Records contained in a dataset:
[Start of Attachment]

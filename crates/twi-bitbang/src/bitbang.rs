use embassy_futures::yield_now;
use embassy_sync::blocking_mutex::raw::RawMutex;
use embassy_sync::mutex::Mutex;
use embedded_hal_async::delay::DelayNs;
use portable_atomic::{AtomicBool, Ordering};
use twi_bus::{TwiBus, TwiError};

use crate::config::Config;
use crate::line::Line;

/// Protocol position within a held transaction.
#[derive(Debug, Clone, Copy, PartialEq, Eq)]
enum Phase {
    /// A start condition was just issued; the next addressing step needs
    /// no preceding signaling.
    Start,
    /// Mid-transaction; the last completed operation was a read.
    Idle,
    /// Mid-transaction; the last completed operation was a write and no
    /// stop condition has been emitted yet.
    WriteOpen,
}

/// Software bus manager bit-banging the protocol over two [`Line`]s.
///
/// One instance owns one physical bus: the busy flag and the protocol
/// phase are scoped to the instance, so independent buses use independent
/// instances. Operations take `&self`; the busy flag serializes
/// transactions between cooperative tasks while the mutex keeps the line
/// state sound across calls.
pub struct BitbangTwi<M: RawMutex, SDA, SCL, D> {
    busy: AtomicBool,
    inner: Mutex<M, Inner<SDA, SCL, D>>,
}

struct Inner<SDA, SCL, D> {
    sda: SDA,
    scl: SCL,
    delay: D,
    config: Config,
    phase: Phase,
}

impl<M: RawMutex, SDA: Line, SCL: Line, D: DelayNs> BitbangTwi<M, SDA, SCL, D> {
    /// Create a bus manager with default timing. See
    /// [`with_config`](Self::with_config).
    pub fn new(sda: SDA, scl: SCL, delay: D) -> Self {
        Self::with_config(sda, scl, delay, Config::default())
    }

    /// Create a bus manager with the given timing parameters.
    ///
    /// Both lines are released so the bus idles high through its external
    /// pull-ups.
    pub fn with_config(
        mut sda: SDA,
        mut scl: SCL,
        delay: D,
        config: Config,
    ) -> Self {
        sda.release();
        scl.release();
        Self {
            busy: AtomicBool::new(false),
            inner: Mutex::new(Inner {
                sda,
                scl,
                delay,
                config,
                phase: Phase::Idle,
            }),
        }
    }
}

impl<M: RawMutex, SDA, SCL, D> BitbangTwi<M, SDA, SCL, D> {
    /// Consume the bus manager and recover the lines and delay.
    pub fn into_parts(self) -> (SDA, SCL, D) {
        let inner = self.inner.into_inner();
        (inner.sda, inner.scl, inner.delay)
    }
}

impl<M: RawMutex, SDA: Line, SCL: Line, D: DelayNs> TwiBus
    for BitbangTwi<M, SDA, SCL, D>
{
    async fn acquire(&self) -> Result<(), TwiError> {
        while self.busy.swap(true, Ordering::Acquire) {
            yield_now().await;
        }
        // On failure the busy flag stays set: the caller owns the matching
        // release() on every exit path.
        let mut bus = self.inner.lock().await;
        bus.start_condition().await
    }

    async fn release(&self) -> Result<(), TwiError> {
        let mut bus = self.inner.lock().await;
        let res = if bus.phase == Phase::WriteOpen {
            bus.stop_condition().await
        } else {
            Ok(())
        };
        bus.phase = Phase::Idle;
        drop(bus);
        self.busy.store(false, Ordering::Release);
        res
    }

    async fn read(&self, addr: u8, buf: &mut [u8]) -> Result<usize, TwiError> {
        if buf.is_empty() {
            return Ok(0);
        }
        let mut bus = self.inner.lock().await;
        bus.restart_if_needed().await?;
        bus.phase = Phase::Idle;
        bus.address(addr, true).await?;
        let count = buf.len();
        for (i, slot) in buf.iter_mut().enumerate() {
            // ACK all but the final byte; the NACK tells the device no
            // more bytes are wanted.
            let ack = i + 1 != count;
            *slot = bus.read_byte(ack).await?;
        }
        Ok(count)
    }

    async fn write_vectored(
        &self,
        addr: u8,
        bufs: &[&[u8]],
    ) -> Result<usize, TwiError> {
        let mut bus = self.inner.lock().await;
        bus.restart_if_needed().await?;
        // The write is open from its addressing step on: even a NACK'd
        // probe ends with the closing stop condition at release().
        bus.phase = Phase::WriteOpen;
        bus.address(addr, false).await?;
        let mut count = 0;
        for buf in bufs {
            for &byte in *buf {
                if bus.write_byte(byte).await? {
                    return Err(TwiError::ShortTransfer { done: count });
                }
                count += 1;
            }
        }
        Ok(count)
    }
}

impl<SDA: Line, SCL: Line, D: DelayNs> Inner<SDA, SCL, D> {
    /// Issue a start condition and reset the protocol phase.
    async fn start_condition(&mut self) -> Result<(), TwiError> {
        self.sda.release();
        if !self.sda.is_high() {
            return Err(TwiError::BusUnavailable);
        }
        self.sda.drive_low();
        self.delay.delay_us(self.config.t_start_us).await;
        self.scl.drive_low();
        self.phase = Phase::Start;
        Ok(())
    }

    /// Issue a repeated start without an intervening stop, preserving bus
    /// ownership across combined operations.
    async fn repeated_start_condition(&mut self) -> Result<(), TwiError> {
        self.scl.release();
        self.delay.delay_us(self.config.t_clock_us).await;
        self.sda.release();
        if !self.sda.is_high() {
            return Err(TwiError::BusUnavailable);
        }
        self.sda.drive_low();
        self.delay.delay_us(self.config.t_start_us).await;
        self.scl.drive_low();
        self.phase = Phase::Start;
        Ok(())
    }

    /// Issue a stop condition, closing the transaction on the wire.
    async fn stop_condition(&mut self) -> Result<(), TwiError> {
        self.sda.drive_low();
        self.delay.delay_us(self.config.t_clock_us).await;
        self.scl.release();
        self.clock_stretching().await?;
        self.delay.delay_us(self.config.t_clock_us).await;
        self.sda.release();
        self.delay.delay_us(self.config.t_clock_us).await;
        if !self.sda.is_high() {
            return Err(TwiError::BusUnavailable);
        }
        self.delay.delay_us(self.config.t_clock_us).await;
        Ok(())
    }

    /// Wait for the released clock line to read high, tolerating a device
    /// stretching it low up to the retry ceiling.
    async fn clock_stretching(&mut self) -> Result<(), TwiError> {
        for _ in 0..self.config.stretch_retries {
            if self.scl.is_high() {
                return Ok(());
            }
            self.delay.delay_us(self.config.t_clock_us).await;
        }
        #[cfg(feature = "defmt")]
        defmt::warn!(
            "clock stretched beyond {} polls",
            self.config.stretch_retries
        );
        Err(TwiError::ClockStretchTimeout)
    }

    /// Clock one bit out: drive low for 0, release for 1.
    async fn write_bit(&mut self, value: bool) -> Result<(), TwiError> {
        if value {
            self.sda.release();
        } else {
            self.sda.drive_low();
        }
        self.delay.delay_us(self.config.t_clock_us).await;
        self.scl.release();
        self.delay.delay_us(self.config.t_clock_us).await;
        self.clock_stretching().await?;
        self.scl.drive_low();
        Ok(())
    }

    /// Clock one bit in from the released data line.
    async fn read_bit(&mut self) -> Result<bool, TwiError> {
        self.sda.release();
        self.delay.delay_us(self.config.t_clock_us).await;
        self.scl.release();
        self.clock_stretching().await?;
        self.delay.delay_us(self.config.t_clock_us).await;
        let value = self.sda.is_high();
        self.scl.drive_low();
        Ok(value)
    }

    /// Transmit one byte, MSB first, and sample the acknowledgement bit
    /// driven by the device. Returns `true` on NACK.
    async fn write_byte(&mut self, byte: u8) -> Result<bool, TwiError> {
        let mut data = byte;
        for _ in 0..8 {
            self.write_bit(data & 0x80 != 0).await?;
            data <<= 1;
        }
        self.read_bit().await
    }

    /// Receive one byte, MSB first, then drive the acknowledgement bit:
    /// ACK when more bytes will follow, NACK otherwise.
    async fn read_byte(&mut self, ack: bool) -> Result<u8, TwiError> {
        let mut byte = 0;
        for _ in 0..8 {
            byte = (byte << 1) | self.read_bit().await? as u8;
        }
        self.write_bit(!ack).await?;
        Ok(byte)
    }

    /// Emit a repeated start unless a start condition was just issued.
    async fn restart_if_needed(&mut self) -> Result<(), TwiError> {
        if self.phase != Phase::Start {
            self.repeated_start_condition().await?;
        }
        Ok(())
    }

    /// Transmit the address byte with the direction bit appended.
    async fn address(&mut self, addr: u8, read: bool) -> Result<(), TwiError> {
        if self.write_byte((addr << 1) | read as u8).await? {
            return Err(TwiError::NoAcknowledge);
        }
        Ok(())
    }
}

[End of Attachment]
[Start of Attachment]

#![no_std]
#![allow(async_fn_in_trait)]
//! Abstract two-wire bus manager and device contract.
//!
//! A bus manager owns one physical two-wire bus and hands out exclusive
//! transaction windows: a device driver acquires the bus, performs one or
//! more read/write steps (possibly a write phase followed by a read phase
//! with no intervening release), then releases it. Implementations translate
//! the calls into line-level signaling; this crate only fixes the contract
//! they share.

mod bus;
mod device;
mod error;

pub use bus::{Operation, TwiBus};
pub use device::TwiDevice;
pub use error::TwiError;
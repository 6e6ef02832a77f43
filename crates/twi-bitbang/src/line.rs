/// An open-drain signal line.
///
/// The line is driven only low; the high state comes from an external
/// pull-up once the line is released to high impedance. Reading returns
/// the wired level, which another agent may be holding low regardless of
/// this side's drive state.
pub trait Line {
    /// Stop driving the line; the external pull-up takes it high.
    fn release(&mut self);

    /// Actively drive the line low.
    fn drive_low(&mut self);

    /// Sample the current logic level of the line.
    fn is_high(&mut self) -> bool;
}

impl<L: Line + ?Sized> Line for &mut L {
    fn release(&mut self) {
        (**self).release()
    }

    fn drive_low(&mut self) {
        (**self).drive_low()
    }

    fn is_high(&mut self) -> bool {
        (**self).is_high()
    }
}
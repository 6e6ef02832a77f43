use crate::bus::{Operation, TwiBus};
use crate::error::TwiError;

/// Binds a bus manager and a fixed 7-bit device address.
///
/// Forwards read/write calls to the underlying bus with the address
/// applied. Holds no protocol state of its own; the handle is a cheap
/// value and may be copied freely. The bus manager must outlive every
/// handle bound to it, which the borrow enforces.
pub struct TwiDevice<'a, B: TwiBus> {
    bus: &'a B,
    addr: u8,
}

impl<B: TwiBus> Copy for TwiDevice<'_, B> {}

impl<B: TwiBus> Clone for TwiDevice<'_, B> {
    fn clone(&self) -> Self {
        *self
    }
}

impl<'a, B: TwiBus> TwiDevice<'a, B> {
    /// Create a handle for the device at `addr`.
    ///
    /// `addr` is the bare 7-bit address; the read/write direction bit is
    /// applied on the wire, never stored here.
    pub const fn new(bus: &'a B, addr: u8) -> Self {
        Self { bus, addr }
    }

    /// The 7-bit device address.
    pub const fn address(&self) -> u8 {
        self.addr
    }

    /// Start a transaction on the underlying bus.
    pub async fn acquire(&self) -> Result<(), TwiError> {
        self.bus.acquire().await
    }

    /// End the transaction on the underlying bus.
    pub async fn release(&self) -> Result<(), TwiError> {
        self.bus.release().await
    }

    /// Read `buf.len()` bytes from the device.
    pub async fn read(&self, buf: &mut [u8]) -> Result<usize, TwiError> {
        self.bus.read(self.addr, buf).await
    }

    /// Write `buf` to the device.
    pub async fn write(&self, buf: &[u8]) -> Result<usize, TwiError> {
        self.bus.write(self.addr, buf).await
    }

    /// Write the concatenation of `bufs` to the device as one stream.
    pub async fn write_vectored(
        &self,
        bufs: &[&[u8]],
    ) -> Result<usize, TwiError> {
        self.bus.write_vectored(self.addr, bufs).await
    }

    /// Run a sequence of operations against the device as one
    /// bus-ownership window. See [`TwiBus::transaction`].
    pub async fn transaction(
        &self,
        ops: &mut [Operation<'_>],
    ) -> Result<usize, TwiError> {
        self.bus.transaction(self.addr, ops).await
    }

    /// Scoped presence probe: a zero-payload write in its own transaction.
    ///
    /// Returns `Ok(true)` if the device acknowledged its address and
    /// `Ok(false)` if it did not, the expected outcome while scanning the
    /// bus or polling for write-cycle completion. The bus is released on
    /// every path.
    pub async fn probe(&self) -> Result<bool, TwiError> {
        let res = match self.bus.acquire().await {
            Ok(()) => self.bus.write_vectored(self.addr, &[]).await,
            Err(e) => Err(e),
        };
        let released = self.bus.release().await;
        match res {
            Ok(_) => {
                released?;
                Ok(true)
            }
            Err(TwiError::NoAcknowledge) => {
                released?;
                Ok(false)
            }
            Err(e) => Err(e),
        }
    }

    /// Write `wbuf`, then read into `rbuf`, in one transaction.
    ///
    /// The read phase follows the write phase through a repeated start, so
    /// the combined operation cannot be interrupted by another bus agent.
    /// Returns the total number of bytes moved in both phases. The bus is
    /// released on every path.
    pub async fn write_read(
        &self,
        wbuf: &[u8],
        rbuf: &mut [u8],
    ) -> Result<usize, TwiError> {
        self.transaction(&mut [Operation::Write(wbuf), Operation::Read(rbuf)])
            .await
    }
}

[End of Attachment]

- _Action item_
Lines in the data that hold "path" must be located and copied.

- _Completed exercise_
        // release() on every exit path.
    /// every path.
    /// released on every path.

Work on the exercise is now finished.